Political agreement reached between the Council and MEPs on the CSRD

On 21 June, the Council and the European Parliament agreed on a provisional deal about the Corporate Sustainability Reporting Directive (CSRD). According to the Council, the non-financial information that companies are currently incentivized to report is largely insufficient for investors and other stakeholders.


From 2024, big companies and their subsidiaries will be obliged to publicly disclose all the information about their management and operations of social and environmental risks. This aims to end greenwashing and lay the groundwork for sustainability reporting standards at global level, other than being one of the major cornerstones of the EU Green Deal and the Sustainable Finance Agenda. The European Financial Reporting Advisory Group (EFRAG) will be responsible for establishing European standards, following technical advice from several European agencies. The data submitted by the companies will be independently audited and certified whilst investors will have access to transparent and reliable information.

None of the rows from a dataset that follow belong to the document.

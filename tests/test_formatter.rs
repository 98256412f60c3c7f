//! Tests for the text renderers of both tools

use chrono::{TimeZone, Utc};

use catalog_search::formatter::{
    README_CHAR_LIMIT, README_TRUNCATION_MARKER, dataset_text, hub_results_text, model_text,
    repository_detail_text, repository_summary_text, space_text,
};
use catalog_search::types::{
    DatasetRecord, HubSearchResults, LanguageShare, ModelRecord, RepositoryDetail,
    RepositorySummary, SpaceRecord,
};

fn summary() -> RepositorySummary {
    RepositorySummary {
        full_name: "ultralytics/ultralytics".to_string(),
        description: Some("Ultralytics YOLO".to_string()),
        stargazers_count: 38_456,
        forks_count: 7_012,
        updated_at: Utc.with_ymd_and_hms(2024, 6, 3, 14, 5, 6).unwrap(),
        language: Some("Python".to_string()),
        url: "https://github.com/ultralytics/ultralytics".to_string(),
        is_archived: false,
    }
}

fn empty_detail() -> RepositoryDetail {
    RepositoryDetail {
        topics: vec![],
        languages: vec![],
        license_name: None,
        homepage_url: None,
        created_at: None,
        pushed_at: None,
        watchers_count: None,
        is_fork: None,
        open_issues_count: None,
        open_pull_requests_count: None,
        readme: None,
    }
}

fn model(tags: usize) -> ModelRecord {
    ModelRecord {
        id: "facebook/detr-resnet-50".to_string(),
        author: Some("facebook".to_string()),
        downloads: Some(1_234_567),
        likes: Some(789),
        task: Some("object-detection".to_string()),
        library: None,
        tags: (0..tags).map(|i| format!("t{}", i)).collect(),
        url: "https://huggingface.co/facebook/detr-resnet-50".to_string(),
        last_modified: None,
    }
}

#[test]
fn test_repository_summary_text() {
    let text = repository_summary_text(&summary());
    let banner = "=".repeat(60);

    assert_eq!(
        text.as_str(),
        format!(
            "\n{banner}\nultralytics/ultralytics\n{banner}\nStars: 38,456 | Forks: 7,012 | Language: Python\nUpdated: 2024-06-03\nURL: https://github.com/ultralytics/ultralytics\n\nDescription:\nUltralytics YOLO\n"
        )
    );
}

#[test]
fn test_summary_text_only_shows_fields_present_in_json() {
    let repository = summary();
    let text = repository_summary_text(&repository).0;
    let json = serde_json::to_value(&repository).unwrap();

    assert!(text.contains(json["fullName"].as_str().unwrap()));
    assert!(text.contains(json["url"].as_str().unwrap()));
    assert!(text.contains(json["description"].as_str().unwrap()));
    assert!(text.contains(json["language"].as_str().unwrap()));
    assert!(text.contains(&json["updatedAt"].as_str().unwrap()[..10]));
}

#[test]
fn test_repository_detail_placeholders() {
    let text = repository_detail_text(&empty_detail()).0;

    assert_eq!(
        text,
        "\n--- Detailed Info ---\nTopics: None\nLanguages: N/A\nLicense: N/A\nCreated: N/A\nLast Push: N/A\nOpen Issues: N/A\nOpen PRs: N/A\n\n--- README ---\nNo README available\n"
    );
}

#[test]
fn test_repository_detail_values() {
    let detail = RepositoryDetail {
        topics: vec!["yolo".to_string(), "detection".to_string()],
        languages: vec![
            LanguageShare {
                name: "Python".to_string(),
                size: 1000,
            },
            LanguageShare {
                name: "Dockerfile".to_string(),
                size: 10,
            },
        ],
        license_name: Some("AGPL-3.0".to_string()),
        created_at: Some(Utc.with_ymd_and_hms(2022, 9, 10, 0, 0, 0).unwrap()),
        pushed_at: Some(Utc.with_ymd_and_hms(2024, 6, 3, 0, 0, 0).unwrap()),
        open_issues_count: Some(1_024),
        open_pull_requests_count: Some(0),
        readme: Some("# Ultralytics".to_string()),
        ..empty_detail()
    };

    let text = repository_detail_text(&detail).0;
    assert!(text.contains("Topics: yolo, detection\n"));
    assert!(text.contains("Languages: Python, Dockerfile\n"));
    assert!(text.contains("License: AGPL-3.0\n"));
    assert!(text.contains("Created: 2022-09-10\nLast Push: 2024-06-03\n"));
    assert!(text.contains("Open Issues: 1,024\nOpen PRs: 0\n"));
    assert!(text.ends_with("\n--- README ---\n# Ultralytics\n"));
}

#[test]
fn test_long_readme_is_truncated_in_detail_block() {
    let readme = "x".repeat(README_CHAR_LIMIT + 500);
    let detail = RepositoryDetail {
        readme: Some(readme),
        ..empty_detail()
    };

    let text = repository_detail_text(&detail).0;
    let readme_block = text
        .split_once("--- README ---\n")
        .map(|(_, rest)| rest.strip_suffix('\n').unwrap())
        .unwrap();

    assert_eq!(
        readme_block.len(),
        README_CHAR_LIMIT + README_TRUNCATION_MARKER.len()
    );
    assert!(readme_block.ends_with("... [truncated]"));
}

#[test]
fn test_hub_record_text() {
    let text = model_text(&model(8), 1).0;
    assert_eq!(
        text,
        "\n[1] MODEL: facebook/detr-resnet-50\n    Downloads: 1,234,567 | Likes: 789\n    Task: object-detection | Library: N/A\n    Tags: t0, t1, t2, t3, t4\n    URL: https://huggingface.co/facebook/detr-resnet-50\n"
    );

    let dataset = DatasetRecord {
        id: "detection-datasets/coco".to_string(),
        author: Some("detection-datasets".to_string()),
        downloads: None,
        likes: Some(120),
        tags: vec![],
        url: "https://huggingface.co/datasets/detection-datasets/coco".to_string(),
        last_modified: None,
    };
    let text = dataset_text(&dataset, 2).0;
    assert!(text.starts_with("\n[2] DATASET: detection-datasets/coco\n"));
    assert!(text.contains("    Downloads: N/A | Likes: 120\n"));
    assert!(text.contains("    Tags: None\n"));

    let space = SpaceRecord {
        id: "merve/owlv2".to_string(),
        author: Some("merve".to_string()),
        likes: Some(3_400),
        sdk: None,
        tags: vec!["gradio".to_string()],
        url: "https://huggingface.co/spaces/merve/owlv2".to_string(),
        last_modified: None,
    };
    let text = space_text(&space, 3).0;
    assert!(text.contains("[3] SPACE: merve/owlv2\n    Likes: 3,400 | SDK: N/A\n"));
    assert!(text.contains("    Tags: gradio\n"));
}

#[test]
fn test_hub_results_text_sections() {
    let results = HubSearchResults {
        models: Some(vec![model(2), model(0)]),
        datasets: None,
        spaces: Some(vec![]),
    };

    let text = hub_results_text("segment anything", &results).0;

    assert!(text.starts_with(&format!(
        "\n{}\nHugging Face Search Results for: 'segment anything'\n{}\n",
        "=".repeat(60),
        "=".repeat(60)
    )));
    assert!(text.contains("\n--- MODELS (2 found) ---\n\n[1] MODEL:"));
    assert!(text.contains("\n[2] MODEL:"));
    assert!(!text.contains("DATASETS"));
    assert_eq!(text.matches("No spaces found.").count(), 1);
    assert!(text.ends_with("\n--- SPACES (0 found) ---\n  No spaces found.\n"));
}
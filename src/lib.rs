//! A tree-walking interpreter for a small Lox-family scripting language.
//!
//! The pipeline is strictly one-way: bytes are scanned into tokens
//! ([`scanner::tokenize`]), tokens are parsed into an abstract syntax tree
//! ([`parser::parse`]), and the tree is executed against a lexically scoped
//! environment chain writing to a caller-supplied output sink
//! ([`interpreter::Interpreter`]).
//!
//! # Examples
//!
//! See [`crate::interpreter::Interpreter`].
//!
//! # Limitations
//!
//! - The parser does not attempt any error recovery; it bails out on the
//!   first encountered error. The scanner, by contrast, collects all its
//!   errors and keeps going.
//! - No classes, no modules, no standard library.

#![warn(rust_2018_idioms)]
#![warn(missing_debug_implementations)]

pub mod ast;
pub mod diag;
pub mod eval;
pub mod intern;
pub mod interpreter;
pub mod parser;
pub mod scanner;
pub mod token;

mod char_reader;

pub use char_reader::CharReaderError;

This directive applies also on non-EU companies with considerable activities on the EU market as Member States will enforce compliance together with the Commission. These companies must provide a report on their ESG impacts, namely on environmental, social and governance impacts, as defined in this directive. Some SMEs listed on public markets will be given the chance to opt out of the new system until 2028.


The provisional agreement reached will need to be formally approved by the Council and the European Parliament. From the Council’s side, the provisional political agreement is subject to approval by the Permanent Representatives Committee (Coreper), before going through the formal steps of the adoption procedure.